Required work –
Could you retype exactly the lines running from the line with "cudy_config::store_password(&profile_name, &password)?;" to the end of the data, both included, and nothing else?

Stored items:
——————

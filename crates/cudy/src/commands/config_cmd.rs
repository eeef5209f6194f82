//! Config subcommand handlers.

use cudy_config::{Config, Profile};
use cudy_core::ModelFamily;
use dialoguer::{Input, Select};

use crate::cli::{ConfigArgs, ConfigCommand, GlobalOpts};
use crate::config::{active_profile_name, available_profiles};
use crate::error::CliError;
use crate::output;

// ── Helpers ─────────────────────────────────────────────────────────

/// Map a dialoguer / interactive I/O failure into CliError.
fn prompt_err(e: impl std::fmt::Display) -> CliError {
    CliError::Validation {
        field: "interactive".into(),
        reason: format!("prompt failed: {e}"),
    }
}

fn parse_value<T: std::str::FromStr>(field: &str, value: &str, expected: &str) -> Result<T, CliError> {
    value.parse().map_err(|_| CliError::Validation {
        field: field.into(),
        reason: format!("must be {expected}"),
    })
}

/// Apply `key = value` to a profile.
fn set_key(profile: &mut Profile, key: &str, value: String) -> Result<(), CliError> {
    match key {
        "host" => profile.host = value,
        "username" => profile.username = value,
        "password" => profile.password = Some(value),
        "password_env" | "password-env" => profile.password_env = Some(value),
        "use_https" | "use-https" => {
            profile.use_https = parse_value(key, &value, "'true' or 'false'")?;
        }
        "verify_tls" | "verify-tls" => {
            profile.verify_tls = parse_value(key, &value, "'true' or 'false'")?;
        }
        "model" => {
            profile.model = if value == "auto" {
                None
            } else {
                Some(parse_value(key, &value, "auto, generic, wr6500, r700 or p5")?)
            };
        }
        "ca_cert" | "ca-cert" => profile.ca_cert = Some(value.into()),
        "timeout" => profile.timeout = Some(parse_value(key, &value, "a number (seconds)")?),
        "poll_interval" | "poll-interval" => {
            profile.poll_interval = Some(parse_value(key, &value, "a number (seconds)")?);
        }
        "service_restart_timeout" | "service-restart-timeout" => {
            profile.service_restart_timeout =
                Some(parse_value(key, &value, "a number (seconds)")?);
        }
        other => {
            return Err(CliError::Validation {
                field: other.into(),
                reason: format!(
                    "unknown config key '{other}'. Valid keys: host, username, password, \
                     password_env, use_https, verify_tls, model, ca_cert, timeout, \
                     poll_interval, service_restart_timeout"
                ),
            });
        }
    }
    Ok(())
}

// ── Handler ─────────────────────────────────────────────────────────

pub fn handle(args: ConfigArgs, global: &GlobalOpts) -> Result<(), CliError> {
    match args.command {
        ConfigCommand::Init => init(),

        ConfigCommand::Show => {
            let cfg = cudy_config::load_config_or_default();
            let out = output::render_single(
                &global.output,
                &cfg,
                |c| toml::to_string_pretty(c).unwrap_or_else(|_| format!("{c:#?}")),
                |c| c.default_profile.clone().unwrap_or_default(),
            );
            output::print_output(&out, global.quiet);
            Ok(())
        }

        ConfigCommand::Set { key, value } => {
            let mut cfg = cudy_config::load_config_or_default();
            let profile_name = active_profile_name(global, &cfg);
            let profile = cfg
                .profiles
                .entry(profile_name.clone())
                .or_insert_with(|| Profile {
                    username: "admin".into(),
                    ..Profile::default()
                });
            set_key(profile, &key, value)?;
            cudy_config::save_config(&cfg)?;
            eprintln!("✓ Set {key} on profile '{profile_name}'");
            Ok(())
        }

        ConfigCommand::Profiles => {
            let cfg = cudy_config::load_config_or_default();
            let default = cfg.default_profile.as_deref().unwrap_or("default");
            if cfg.profiles.is_empty() {
                eprintln!("No profiles configured. Run: cudy config init");
            } else {
                for (name, profile) in &cfg.profiles {
                    let marker = if name == default { " *" } else { "" };
                    println!("{name}{marker}\t{}", profile.host);
                }
            }
            Ok(())
        }

        ConfigCommand::Use { name } => {
            let mut cfg = cudy_config::load_config_or_default();
            if !cfg.profiles.contains_key(&name) {
                return Err(CliError::ProfileNotFound {
                    name,
                    available: available_profiles(&cfg),
                });
            }
            cfg.default_profile = Some(name.clone());
            cudy_config::save_config(&cfg)?;
            eprintln!("✓ Default profile set to '{name}'");
            Ok(())
        }

        ConfigCommand::SetPassword => {
            let cfg = cudy_config::load_config_or_default();
            let profile_name = active_profile_name(global, &cfg);
            if !cfg.profiles.contains_key(&profile_name) {
                return Err(CliError::ProfileNotFound {
                    name: profile_name,
                    available: available_profiles(&cfg),
                });
            }

            let secret = rpassword::prompt_password("Password: ").map_err(prompt_err)?;
            if secret.is_empty() {
                return Err(CliError::Validation {
                    field: "password".into(),
                    reason: "value cannot be empty".into(),
                });
            }
            cudy_config::store_password(&profile_name, &secret)?;
            eprintln!("✓ Password stored in system keyring for profile '{profile_name}'");
            Ok(())
        }

        ConfigCommand::Path => {
            println!("{}", cudy_config::config_path().display());
            Ok(())
        }
    }
}

/// Interactive wizard: one profile, merged into the existing config.
fn init() -> Result<(), CliError> {
    let config_path = cudy_config::config_path();
    eprintln!("cudy configuration wizard");
    eprintln!("   Config path: {}\n", config_path.display());

    let profile_name: String = Input::new()
        .with_prompt("Profile name")
        .default("default".into())
        .interact_text()
        .map_err(prompt_err)?;

    let host: String = Input::new()
        .with_prompt("Router address")
        .default("192.168.10.1".into())
        .interact_text()
        .map_err(prompt_err)?;

    let username: String = Input::new()
        .with_prompt("Username")
        .default("admin".into())
        .interact_text()
        .map_err(prompt_err)?;

    let password = rpassword::prompt_password("Password: ").map_err(prompt_err)?;
    if password.is_empty() {
        return Err(CliError::Validation {
            field: "password".into(),
            reason: "password cannot be empty".into(),
        });
    }

    let store_choices = &[
        "Store in system keyring (recommended)",
        "Save to config file (plaintext)",
    ];
    let store_selection = Select::new()
        .with_prompt("Where to store the password?")
        .items(store_choices)
        .default(0)
        .interact()
        .map_err(prompt_err)?;
    let password = if store_selection == 0 {
        cudy_config::store_password(&profile_name, &password)?;
        eprintln!("   ✓ Password stored in system keyring");
        None
    } else {
        Some(password)
    };

    let families = [
        ModelFamily::Generic,
        ModelFamily::Wr6500,
        ModelFamily::R700,
        ModelFamily::P5,
    ];
    let mut model_choices = vec!["auto-detect".to_owned()];
    model_choices.extend(families.iter().map(ToString::to_string));
    let model_selection = Select::new()
        .with_prompt("Model profile")
        .items(&model_choices)
        .default(0)
        .interact()
        .map_err(prompt_err)?;
    let model = model_selection
        .checked_sub(1)
        .and_then(|i| families.get(i).copied());

    let profile = Profile {
        host,
        username,
        password,
        model,
        ..Profile::default()
    };

    let mut cfg: Config = cudy_config::load_config_or_default();
    cfg.profiles.insert(profile_name.clone(), profile);
    cfg.default_profile = Some(profile_name.clone());
    cudy_config::save_config(&cfg)?;

    eprintln!("\n✓ Configuration written to {}", config_path.display());
    eprintln!("  Active profile: {profile_name}");
    eprintln!("\n  Test it: cudy detect");
    Ok(())
}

——————

Output for this exercise –
        cudy_config::store_password(&profile_name, &password)?;
        eprintln!("   ✓ Password stored in system keyring");
        None
    } else {
        Some(password)
    };

    let families = [
        ModelFamily::Generic,
        ModelFamily::Wr6500,
        ModelFamily::R700,
        ModelFamily::P5,
    ];
    let mut model_choices = vec!["auto-detect".to_owned()];
    model_choices.extend(families.iter().map(ToString::to_string));
    let model_selection = Select::new()
        .with_prompt("Model profile")
        .items(&model_choices)
        .default(0)
        .interact()
        .map_err(prompt_err)?;
    let model = model_selection
        .checked_sub(1)
        .and_then(|i| families.get(i).copied());

    let profile = Profile {
        host,
        username,
        password,
        model,
        ..Profile::default()
    };

    let mut cfg: Config = cudy_config::load_config_or_default();
    cfg.profiles.insert(profile_name.clone(), profile);
    cfg.default_profile = Some(profile_name.clone());
    cudy_config::save_config(&cfg)?;

    eprintln!("\n✓ Configuration written to {}", config_path.display());
    eprintln!("  Active profile: {profile_name}");
    eprintln!("\n  Test it: cudy detect");
    Ok(())
}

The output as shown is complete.